Abrió los ojos para mirar a la mujer que yacía delante de él. Sintió unos dedos recorriendo su pecho. Se abalanzó sobre ella cubriéndola por completo de modo que la sensación de su cálida carne le torturaba aún más. Respiraba cada vez más rápido. Sus cuerpos encajaban magníficamente. Ella abrió las piernas y las levantó de modo que pudo sentir la suavidad del interior de sus muslos en la parte exterior de las piernas. Se movió de modo que la parte inferior de su cuerpo coincidiera con el centro de su feminidad. Hubo un siseo, suyo o de ella, no lo sabía. Y movimiento. Fricción, invitación deliberada. ¿Había levantado ella las caderas o había bajado él? Estaba demasiado aturdido como para estar seguro. Todo lo que sabía era que tenía que concentrarse en no moverse. No hacer nada. Sólo estar...

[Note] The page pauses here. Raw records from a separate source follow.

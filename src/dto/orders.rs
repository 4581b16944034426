use serde::{Deserialize, Serialize};
use utoipa::ToSchema;

use crate::models::{Order, OrderStatus, Product};

#[derive(Debug, Default, Deserialize, Serialize, ToSchema)]
pub struct CheckoutRequest {
    #[serde(default)]
    pub coupon_code: Option<String>,
}

#[derive(Debug, Serialize, Deserialize, ToSchema)]
pub struct CheckoutResponse {
    pub invoice_number: String,
    pub orders: Vec<Order>,
    pub updated_products: Vec<Product>,
    pub subtotal: i64,
    pub discount: i64,
    pub total: i64,
}

#[derive(Debug, Deserialize, Serialize, ToSchema)]
pub struct UpdateOrderStatusRequest {
    pub status: OrderStatus,
}

#[derive(Debug, Serialize, Deserialize, ToSchema)]
#[serde(transparent)]
pub struct OrderList {
    #[schema(value_type = Vec<Order>)]
    pub items: Vec<Order>,
}
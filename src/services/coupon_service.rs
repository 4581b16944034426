use chrono::Utc;
use sea_orm::ActiveValue::NotSet;
use sea_orm::sea_query::{Expr, LockType};
use sea_orm::{
    ActiveModelTrait, ColumnTrait, Condition, ConnectionTrait, EntityTrait, QueryFilter,
    QueryOrder, QuerySelect, Set,
};
use uuid::Uuid;

use crate::{
    audit,
    dto::coupons::{CollectCouponRequest, UseCouponRequest, UserCouponList},
    entity::user_coupons::{
        ActiveModel as CouponActive, Column as CouponCol, Entity as UserCoupons,
        Model as CouponModel,
    },
    error::{AppError, AppResult, on_unique_violation},
    middleware::auth::AuthUser,
    models::UserCoupon,
    response::{ApiResponse, Meta},
    state::AppState,
};

const ALREADY_COLLECTED: &str = "You already collected this coupon";

pub async fn collect_coupon(
    state: &AppState,
    user: &AuthUser,
    payload: CollectCouponRequest,
) -> AppResult<ApiResponse<UserCoupon>> {
    let code = payload.coupon_code.trim().to_string();
    if code.is_empty() {
        return Err(AppError::BadRequest("coupon_code is required".into()));
    }
    if !(payload.discount > 0.0 && payload.discount <= 100.0) {
        return Err(AppError::BadRequest(
            "discount must be a percentage in (0, 100]".into(),
        ));
    }

    let already = UserCoupons::find()
        .filter(
            Condition::all()
                .add(CouponCol::UserId.eq(user.user_id))
                .add(CouponCol::Code.eq(code.as_str())),
        )
        .one(&state.orm)
        .await?;
    if already.is_some() {
        return Err(AppError::BadRequest(ALREADY_COLLECTED.into()));
    }

    let coupon = CouponActive {
        id: Set(Uuid::new_v4()),
        user_id: Set(user.user_id),
        code: Set(code),
        discount: Set(payload.discount),
        description: Set(payload.description),
        used: Set(false),
        collected_at: NotSet,
    }
    .insert(&state.orm)
    .await
    .map_err(|err| on_unique_violation(err, ALREADY_COLLECTED))?;

    audit::record(
        &state.pool,
        user.user_id,
        "coupon_collect",
        "user_coupons",
        serde_json::json!({ "code": coupon.code }),
    )
    .await;

    Ok(ApiResponse::success(
        "Coupon collected successfully",
        coupon_from_entity(coupon),
        Some(Meta::empty()),
    ))
}

pub async fn list_user_coupons(
    state: &AppState,
    user: &AuthUser,
) -> AppResult<ApiResponse<UserCouponList>> {
    let items: Vec<UserCoupon> = UserCoupons::find()
        .filter(CouponCol::UserId.eq(user.user_id))
        .order_by_desc(CouponCol::CollectedAt)
        .all(&state.orm)
        .await?
        .into_iter()
        .map(coupon_from_entity)
        .collect();
    let total = items.len() as i64;
    Ok(ApiResponse::success(
        "OK",
        UserCouponList { items },
        Some(Meta::new(1, total, total)),
    ))
}

/// Flip an unused coupon to used in one conditional update, so concurrent
/// calls cannot both succeed.
pub async fn use_coupon(
    state: &AppState,
    user: &AuthUser,
    payload: UseCouponRequest,
) -> AppResult<ApiResponse<UserCoupon>> {
    let code = payload.coupon_code.trim();
    let owned = Condition::all()
        .add(CouponCol::UserId.eq(user.user_id))
        .add(CouponCol::Code.eq(code));

    let result = UserCoupons::update_many()
        .col_expr(CouponCol::Used, Expr::value(true))
        .filter(owned.clone().add(CouponCol::Used.eq(false)))
        .exec(&state.orm)
        .await?;
    if result.rows_affected == 0 {
        return Err(AppError::BadRequest(
            "Coupon not available or already used".into(),
        ));
    }

    let coupon = UserCoupons::find()
        .filter(owned)
        .one(&state.orm)
        .await?
        .ok_or(AppError::NotFound)?;

    audit::record(
        &state.pool,
        user.user_id,
        "coupon_use",
        "user_coupons",
        serde_json::json!({ "code": coupon.code }),
    )
    .await;

    Ok(ApiResponse::success(
        "Coupon applied successfully",
        coupon_from_entity(coupon),
        Some(Meta::empty()),
    ))
}

/// Mark the user's coupon as used and return its percent discount.
pub async fn redeem_for_checkout<C: ConnectionTrait>(
    db: &C,
    user_id: Uuid,
    code: &str,
) -> AppResult<f64> {
    let coupon = UserCoupons::find()
        .filter(
            Condition::all()
                .add(CouponCol::UserId.eq(user_id))
                .add(CouponCol::Code.eq(code)),
        )
        .lock(LockType::Update)
        .one(db)
        .await?;
    let coupon = match coupon {
        Some(c) => c,
        None => return Err(AppError::BadRequest("Coupon not found or invalid".into())),
    };
    if coupon.used {
        return Err(AppError::BadRequest("Coupon has already been used".into()));
    }

    let discount = coupon.discount;
    let mut active: CouponActive = coupon.into();
    active.used = Set(true);
    active.update(db).await?;
    Ok(discount)
}

fn coupon_from_entity(model: CouponModel) -> UserCoupon {
    UserCoupon {
        code: model.code,
        used: model.used,
        collected_at: model.collected_at.with_timezone(&Utc),
        discount: model.discount,
        description: model.description,
    }
}
use axum::{
    Json, Router,
    extract::{Path, Query, State},
    routing::{delete, get, post, put},
};
use uuid::Uuid;

use crate::{
    dto::cart::{AddToCartRequest, CartResponse, UpdateQtyQuery},
    error::AppResult,
    middleware::auth::AuthUser,
    response::ApiResponse,
    services::cart_service,
    state::AppState,
};

pub fn router() -> Router<AppState> {
    Router::new()
        .route("/list", get(cart_list))
        .route("/add", post(add_to_cart))
        .route("/update/{id}", put(update_cart_item))
        .route("/clear", delete(clear_cart))
}

#[utoipa::path(
    get,
    path = "/api/cart/list",
    responses(
        (status = 200, description = "Cart lines for current user", body = ApiResponse<CartResponse>)
    ),
    security(("bearer_auth" = [])),
    tag = "Cart"
)]
pub async fn cart_list(
    State(state): State<AppState>,
    user: AuthUser,
) -> AppResult<Json<ApiResponse<CartResponse>>> {
    let resp = cart_service::list_cart(&state, &user).await?;
    Ok(Json(resp))
}

#[utoipa::path(
    post,
    path = "/api/cart/add",
    request_body = AddToCartRequest,
    responses(
        (status = 200, description = "Add product to cart", body = ApiResponse<CartResponse>),
        (status = 400, description = "Bad request"),
    ),
    security(("bearer_auth" = [])),
    tag = "Cart"
)]
pub async fn add_to_cart(
    State(state): State<AppState>,
    user: AuthUser,
    Json(payload): Json<AddToCartRequest>,
) -> AppResult<Json<ApiResponse<CartResponse>>> {
    let resp = cart_service::add_to_cart(&state, &user, payload).await?;
    Ok(Json(resp))
}

#[utoipa::path(
    put,
    path = "/api/cart/update/{id}",
    params(
        ("id" = Uuid, Path, description = "Cart line ID"),
        UpdateQtyQuery
    ),
    responses(
        (status = 200, description = "Set line quantity; zero removes it", body = ApiResponse<CartResponse>),
        (status = 400, description = "Exceeds stock"),
        (status = 404, description = "Cart line not found"),
    ),
    security(("bearer_auth" = [])),
    tag = "Cart"
)]
pub async fn update_cart_item(
    State(state): State<AppState>,
    user: AuthUser,
    Path(id): Path<Uuid>,
    Query(query): Query<UpdateQtyQuery>,
) -> AppResult<Json<ApiResponse<CartResponse>>> {
    let resp = cart_service::update_quantity(&state, &user, id, query.qty).await?;
    Ok(Json(resp))
}

#[utoipa::path(
    delete,
    path = "/api/cart/clear",
    responses(
        (status = 200, description = "Cart cleared", body = ApiResponse<serde_json::Value>),
    ),
    security(("bearer_auth" = [])),
    tag = "Cart"
)]
pub async fn clear_cart(
    State(state): State<AppState>,
    user: AuthUser,
) -> AppResult<Json<ApiResponse<serde_json::Value>>> {
    let resp = cart_service::clear_cart(&state, &user).await?;
    Ok(Json(resp))
}
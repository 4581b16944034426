use anyhow::Result;
use sea_orm::{ConnectOptions, ConnectionTrait, Database, DatabaseConnection, Statement};
use sqlx::postgres::PgPoolOptions;
use std::path::PathBuf;
use tokio::fs;

pub type DbPool = sqlx::PgPool;
pub type OrmConn = DatabaseConnection;

/// Create the raw sqlx pool used for audit logging and report aggregates.
pub async fn create_pool(database_url: &str) -> Result<DbPool> {
    let pool = PgPoolOptions::new()
        .max_connections(10)
        .connect(database_url)
        .await?;
    Ok(pool)
}

/// Create a SeaORM connection.
pub async fn create_orm_conn(database_url: &str) -> Result<DatabaseConnection> {
    let mut options = ConnectOptions::new(database_url.to_owned());
    options.sqlx_logging(false);
    let conn = Database::connect(options).await?;
    Ok(conn)
}

/// Minimal migration runner that executes SQL files in `migrations/` in filename order.
///
/// Every statement in the migration files is idempotent, so running this on each
/// start is safe.
pub async fn run_migrations(conn: &DatabaseConnection) -> Result<()> {
    let mut entries = fs::read_dir("migrations").await?;
    let mut files: Vec<PathBuf> = Vec::new();
    while let Some(entry) = entries.next_entry().await? {
        let path = entry.path();
        if path.is_file() && path.extension().is_some_and(|ext| ext == "sql") {
            files.push(path);
        }
    }
    files.sort();

    let backend = conn.get_database_backend();
    for file in files {
        tracing::debug!(file = %file.display(), "applying migration");
        let sql = fs::read_to_string(&file).await?;
        // Postgres prepared statements cannot contain multiple commands,
        // so split the migration file and run each statement individually.
        for stmt in sql.split(';') {
            let stmt = stmt.trim();
            if stmt.is_empty() {
                continue;
            }
            let statement = format!("{stmt};");
            conn.execute(Statement::from_string(backend, statement))
                .await?;
        }
    }

    Ok(())
}
use utoipa::{
    Modify, OpenApi,
    openapi::{
        self,
        OpenApi as OpenApiSpec,
        security::{HttpAuthScheme, HttpBuilder, SecurityScheme},
    },
};
use utoipa_scalar::{Scalar, Servable};

use crate::{
    dto::{
        auth::{AuthResponse, LoginRequest, RegisterRequest},
        cart::{AddToCartRequest, CartItemResponse, CartResponse},
        coupons::{CollectCouponRequest, UseCouponRequest, UserCouponList},
        favorites::{FavoriteDto, FavoriteList, ToggleFavoriteRequest, ToggleFavoriteResponse},
        orders::{CheckoutRequest, CheckoutResponse, OrderList, UpdateOrderStatusRequest},
        products::{CreateProductRequest, ProductList, UpdateProductRequest, WeeklyStockReport},
    },
    models::{Order, OrderStatus, Product, Role, StockStatus, UserCoupon},
    response::{ApiResponse, ErrorData, Meta},
    routes::{auth, cart, coupons, favorites, health, orders, params, products},
};

struct SecurityAddon;

impl Modify for SecurityAddon {
    fn modify(&self, openapi: &mut openapi::OpenApi) {
        let components = openapi.components.get_or_insert_with(Default::default);
        components.add_security_scheme(
            "bearer_auth",
            SecurityScheme::Http(
                HttpBuilder::new()
                    .scheme(HttpAuthScheme::Bearer)
                    .bearer_format("JWT")
                    .build(),
            ),
        );
    }
}

#[derive(OpenApi)]
#[openapi(
    paths(
        health::health_check,
        auth::login,
        auth::register,
        products::list_products,
        products::list_all_products,
        products::search_products,
        products::get_product,
        products::create_product,
        products::update_product,
        products::delete_product,
        products::weekly_stock_report,
        cart::cart_list,
        cart::add_to_cart,
        cart::update_cart_item,
        cart::clear_cart,
        favorites::list_favorites,
        favorites::toggle_favorite,
        favorites::remove_favorite,
        orders::checkout,
        orders::my_orders,
        orders::order_history,
        orders::reorder,
        orders::receive_order,
        orders::list_all_orders,
        orders::update_order_status,
        orders::delete_order,
        coupons::collect_coupon,
        coupons::list_user_coupons,
        coupons::use_coupon
    ),
    components(
        schemas(
            Role,
            StockStatus,
            OrderStatus,
            Product,
            Order,
            UserCoupon,
            RegisterRequest,
            LoginRequest,
            AuthResponse,
            CreateProductRequest,
            UpdateProductRequest,
            ProductList,
            WeeklyStockReport,
            AddToCartRequest,
            CartItemResponse,
            CartResponse,
            ToggleFavoriteRequest,
            ToggleFavoriteResponse,
            FavoriteDto,
            FavoriteList,
            CheckoutRequest,
            CheckoutResponse,
            UpdateOrderStatusRequest,
            OrderList,
            CollectCouponRequest,
            UseCouponRequest,
            UserCouponList,
            params::Pagination,
            params::ProductQuery,
            params::OrderListQuery,
            params::StockReportQuery,
            params::SortOrder,
            params::ProductSortBy,
            health::HealthData,
            Meta,
            ErrorData,
            ApiResponse<Product>,
            ApiResponse<ProductList>,
            ApiResponse<CartResponse>,
            ApiResponse<OrderList>,
            ApiResponse<CheckoutResponse>,
            ApiResponse<AuthResponse>
        )
    ),
    security(
        ("bearer_auth" = [])
    ),
    modifiers(&SecurityAddon),
    tags(
        (name = "Health", description = "Health check endpoint"),
        (name = "Auth", description = "Authentication endpoints"),
        (name = "Products", description = "Catalog and stock endpoints"),
        (name = "Cart", description = "Cart endpoints"),
        (name = "Favorites", description = "Favorite endpoints"),
        (name = "Orders", description = "Checkout and order lifecycle endpoints"),
        (name = "Coupons", description = "Coupon endpoints"),
    )
)]
pub struct ApiDoc;

pub fn scalar_docs() -> Scalar<OpenApiSpec> {
    Scalar::with_url("/docs", ApiDoc::openapi())
}
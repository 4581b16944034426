use sea_orm::ActiveValue::NotSet;
use sea_orm::{ActiveModelTrait, Set};
use uuid::Uuid;
use wholecart::{
    config::AppConfig,
    db::{create_orm_conn, create_pool, run_migrations},
    dto::{
        cart::AddToCartRequest,
        coupons::{CollectCouponRequest, UseCouponRequest},
        favorites::ToggleFavoriteRequest,
        orders::{CheckoutRequest, UpdateOrderStatusRequest},
        products::{CreateProductRequest, UpdateProductRequest},
    },
    entity::users::ActiveModel as UserActive,
    error::AppError,
    middleware::auth::AuthUser,
    models::{OrderStatus, Product, Role, StockStatus},
    routes::params::StockReportQuery,
    services::{cart_service, coupon_service, favorite_service, order_service, product_service},
    state::AppState,
};

fn database_url() -> Option<String> {
    match std::env::var("TEST_DATABASE_URL").or_else(|_| std::env::var("DATABASE_URL")) {
        Ok(url) => Some(url),
        Err(_) => {
            eprintln!(
                "Skipping test: set TEST_DATABASE_URL or DATABASE_URL to run integration flow tests."
            );
            None
        }
    }
}

async fn setup_state(database_url: &str) -> anyhow::Result<AppState> {
    let pool = create_pool(database_url).await?;
    let orm = create_orm_conn(database_url).await?;
    run_migrations(&orm).await?;

    let config = AppConfig {
        database_url: database_url.to_string(),
        host: "127.0.0.1".into(),
        port: 0,
        jwt_secret: "test-secret".into(),
        jwt_ttl_hours: 1,
        low_stock_threshold: 10,
    };
    Ok(AppState::new(pool, orm, config))
}

// Rows are keyed by a per-run suffix instead of truncating, so tests can share
// one database and run in parallel.
async fn create_user(state: &AppState, role: Role, tag: &str) -> anyhow::Result<AuthUser> {
    let suffix = Uuid::new_v4().simple().to_string();
    let user = UserActive {
        id: Set(Uuid::new_v4()),
        username: Set(format!("{tag}-{suffix}")),
        email: Set(format!("{tag}-{suffix}@example.com")),
        password_hash: Set("dummy".into()),
        role: Set(role.as_str().into()),
        created_at: NotSet,
    }
    .insert(&state.orm)
    .await?;

    Ok(AuthUser {
        user_id: user.id,
        role,
    })
}

async fn create_product(
    state: &AppState,
    admin: &AuthUser,
    name: &str,
    price: i64,
    quantity: i32,
) -> anyhow::Result<Product> {
    let resp = product_service::create_product(
        state,
        admin,
        CreateProductRequest {
            name: format!("{name} {}", Uuid::new_v4().simple()),
            description: format!("{name} for testing"),
            category: "Pantry".into(),
            price,
            quantity: Some(quantity),
            status_stock: None,
            images: vec![format!("/uploads/products/{name}.png")],
        },
    )
    .await?;
    Ok(resp.data.expect("product data"))
}

fn bad_request_containing(err: &AppError, needle: &str) -> bool {
    matches!(err, AppError::BadRequest(message) if message.contains(needle))
}

#[tokio::test]
async fn cart_checkout_and_order_lifecycle() -> anyhow::Result<()> {
    let Some(url) = database_url() else {
        return Ok(());
    };
    let state = setup_state(&url).await?;

    let shopper = create_user(&state, Role::User, "shopper").await?;
    let admin = create_user(&state, Role::Admin, "admin").await?;

    let rice = create_product(&state, &admin, "Rice", 1_000, 5).await?;
    let tea = create_product(&state, &admin, "Tea", 250, 10).await?;
    assert_eq!(rice.status_stock, StockStatus::InStock);

    // Adding merges into the existing line and may not pass stock.
    cart_service::add_to_cart(
        &state,
        &shopper,
        AddToCartRequest {
            product_id: rice.id,
            qty: 2,
        },
    )
    .await?;
    let err = cart_service::add_to_cart(
        &state,
        &shopper,
        AddToCartRequest {
            product_id: rice.id,
            qty: 4,
        },
    )
    .await
    .err()
    .expect("adding past stock must fail");
    assert!(bad_request_containing(&err, "available stock"));

    let cart = cart_service::add_to_cart(
        &state,
        &shopper,
        AddToCartRequest {
            product_id: tea.id,
            qty: 3,
        },
    )
    .await?
    .data
    .expect("cart");
    assert_eq!(cart.items.len(), 2);
    assert_eq!(cart.total, 2 * 1_000 + 3 * 250);

    // Checkout turns each line into a pending order.
    let checkout = order_service::checkout(&state, &shopper, CheckoutRequest::default())
        .await?
        .data
        .expect("checkout data");
    assert_eq!(checkout.subtotal, 2 * 1_000 + 3 * 250);
    assert_eq!(checkout.discount, 0);
    assert_eq!(checkout.total, checkout.subtotal);
    assert_eq!(checkout.orders.len(), 2);
    assert!(checkout.orders.iter().all(|o| o.status == OrderStatus::Pending));
    assert!(
        checkout
            .orders
            .iter()
            .all(|o| o.invoice_number == checkout.invoice_number)
    );
    let rice_after = checkout
        .updated_products
        .iter()
        .find(|p| p.id == rice.id)
        .expect("rice updated");
    assert_eq!(rice_after.quantity, 3);

    let cart = cart_service::list_cart(&state, &shopper).await?.data.expect("cart");
    assert!(cart.items.is_empty());
    assert_eq!(cart.total, 0);

    let rice_order = checkout
        .orders
        .iter()
        .find(|o| o.product_id == Some(rice.id))
        .expect("rice order")
        .clone();
    let tea_order = checkout
        .orders
        .iter()
        .find(|o| o.product_id == Some(tea.id))
        .expect("tea order")
        .clone();
    assert_eq!(rice_order.price, 1_000);
    assert_eq!(rice_order.image, "/uploads/products/Rice.png");

    // Pending orders cannot be received.
    let err = order_service::receive_order(&state, &shopper, rice_order.id)
        .await
        .err()
        .expect("pending order cannot be received");
    assert!(matches!(err, AppError::BadRequest(_)));

    // Only admins move orders forward.
    let err = order_service::update_order_status(
        &state,
        &shopper,
        rice_order.id,
        UpdateOrderStatusRequest {
            status: OrderStatus::Fulfilled,
        },
    )
    .await
    .err()
    .expect("shopper cannot fulfil");
    assert!(matches!(err, AppError::Forbidden));

    let fulfilled = order_service::update_order_status(
        &state,
        &admin,
        rice_order.id,
        UpdateOrderStatusRequest {
            status: OrderStatus::Fulfilled,
        },
    )
    .await?
    .data
    .expect("order");
    assert_eq!(fulfilled.status, OrderStatus::Fulfilled);

    let received = order_service::receive_order(&state, &shopper, rice_order.id)
        .await?
        .data
        .expect("order");
    assert_eq!(received.status, OrderStatus::Received);

    let err = order_service::receive_order(&state, &shopper, rice_order.id)
        .await
        .err()
        .expect("double receive must fail");
    assert!(matches!(err, AppError::BadRequest(_)));

    // Received orders leave the active list but stay in history.
    let active = order_service::my_orders(&state, &shopper)
        .await?
        .data
        .expect("orders")
        .items;
    assert!(active.iter().all(|o| o.id != rice_order.id));
    assert!(active.iter().any(|o| o.id == tea_order.id));

    let history = order_service::order_history(&state, &shopper)
        .await?
        .data
        .expect("orders")
        .items;
    assert_eq!(history.len(), 2);
    let in_history = history
        .iter()
        .find(|o| o.id == rice_order.id)
        .expect("received order in history");
    assert_eq!(in_history.status, OrderStatus::Received);

    // Reorder puts the same quantity back in the cart.
    let cart = order_service::reorder(&state, &shopper, rice_order.id)
        .await?
        .data
        .expect("cart");
    assert_eq!(cart.items.len(), 1);
    assert_eq!(cart.items[0].product_id, rice.id);
    assert_eq!(cart.items[0].quantity, rice_order.quantity);

    // Cancelled is terminal.
    order_service::update_order_status(
        &state,
        &admin,
        tea_order.id,
        UpdateOrderStatusRequest {
            status: OrderStatus::Cancelled,
        },
    )
    .await?;
    let err = order_service::update_order_status(
        &state,
        &admin,
        tea_order.id,
        UpdateOrderStatusRequest {
            status: OrderStatus::Fulfilled,
        },
    )
    .await
    .err()
    .expect("cancelled order cannot be fulfilled");
    assert!(matches!(err, AppError::BadRequest(_)));

    let report = product_service::weekly_stock_report(
        &state,
        &admin,
        StockReportQuery { threshold: Some(3) },
    )
    .await?
    .data
    .expect("report");
    assert_eq!(report.low_stock_threshold, 3);
    assert!(report.low_stock >= 1);
    assert!(report.products.iter().any(|p| p.id == rice.id && p.quantity == 3));

    Ok(())
}

#[tokio::test]
async fn checkout_rejects_shortfall_and_applies_coupon() -> anyhow::Result<()> {
    let Some(url) = database_url() else {
        return Ok(());
    };
    let state = setup_state(&url).await?;

    let shopper = create_user(&state, Role::User, "buyer").await?;
    let admin = create_user(&state, Role::Admin, "owner").await?;
    let beans = create_product(&state, &admin, "Beans", 999, 2).await?;

    let cart = cart_service::add_to_cart(
        &state,
        &shopper,
        AddToCartRequest {
            product_id: beans.id,
            qty: 2,
        },
    )
    .await?
    .data
    .expect("cart");
    let line_id = cart.items[0].id;

    // Stock drops under the cart quantity before checkout.
    product_service::update_product(
        &state,
        &admin,
        beans.id,
        UpdateProductRequest {
            quantity: Some(1),
            ..Default::default()
        },
    )
    .await?;

    let err = order_service::checkout(&state, &shopper, CheckoutRequest::default())
        .await
        .err()
        .expect("shortfall must fail");
    assert!(bad_request_containing(&err, "Not enough stock for product"));

    let cart = cart_service::list_cart(&state, &shopper).await?.data.expect("cart");
    assert_eq!(cart.items.len(), 1);
    assert_eq!(cart.items[0].quantity, 2);
    let product = product_service::get_product(&state, beans.id)
        .await?
        .data
        .expect("product");
    assert_eq!(product.quantity, 1);

    let err = cart_service::update_quantity(&state, &shopper, line_id, 2)
        .await
        .err()
        .expect("update past stock must fail");
    assert!(bad_request_containing(&err, "available stock"));
    cart_service::update_quantity(&state, &shopper, line_id, 1).await?;

    let code = format!("SAVE10-{}", Uuid::new_v4().simple());
    coupon_service::collect_coupon(
        &state,
        &shopper,
        CollectCouponRequest {
            coupon_code: code.clone(),
            discount: 10.0,
            description: "10% off".into(),
        },
    )
    .await?;
    let err = coupon_service::collect_coupon(
        &state,
        &shopper,
        CollectCouponRequest {
            coupon_code: code.clone(),
            discount: 10.0,
            description: "10% off".into(),
        },
    )
    .await
    .err()
    .expect("second collect must fail");
    assert!(bad_request_containing(&err, "already collected"));

    let checkout = order_service::checkout(
        &state,
        &shopper,
        CheckoutRequest {
            coupon_code: Some(code.clone()),
        },
    )
    .await?
    .data
    .expect("checkout data");
    assert_eq!(checkout.subtotal, 999);
    assert_eq!(checkout.discount, 100);
    assert_eq!(checkout.total, 899);

    let sold_out = &checkout.updated_products[0];
    assert_eq!(sold_out.quantity, 0);
    assert_eq!(sold_out.status_stock, StockStatus::OutOfStock);

    let err = coupon_service::use_coupon(
        &state,
        &shopper,
        UseCouponRequest { coupon_code: code },
    )
    .await
    .err()
    .expect("used coupon cannot be reused");
    assert!(matches!(err, AppError::BadRequest(_)));

    let search = product_service::search_products(
        &state,
        wholecart::routes::params::ProductQuery {
            q: Some(beans.name.clone()),
            ..Default::default()
        },
    )
    .await?
    .data
    .expect("products");
    assert!(search.items.is_empty(), "sold-out products are hidden from search");

    Ok(())
}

Paula movió las piernas rodeándolo con ellas, le pasó las manos por el cuello y tiró de él hacia abajo. Y, claro, él bajó, más cerca de ella, besándola, sabiendo que nunca tendría bastante. Se echó para atrás despacio, deslizando la mano suavemente entre los muslos de ella. Sophie gemía y a él cada vez se le aceleraba más el pulso. Entonces, los dedos de Pedro encontraron oro y el cuerpo entero de ella se tensó. Y otra vez. Presionó más y la encontró suave y acogedora, haciendo que quisiera ir más allá, más dentro. Entonces, con una simple e incontrolable embestida, se unió a ella de forma tan completa, que entre los dos no había ni principio ni final. Se hizo el silencio durante un segundo y después Paula empezó a temblar entre sus brazos. Desde el interior de ella el temblor se fue convirtiendo en estremecimiento y finalmente en clímax. Entonces, la inevitable respuesta en forma de movimiento empezó dentro de él haciendo que cada vez fuera más rápido, más profundo. Hasta que el mundo se hizo añicos convirtiéndose en una figura borrosa de llamas y deslumbrantes luces.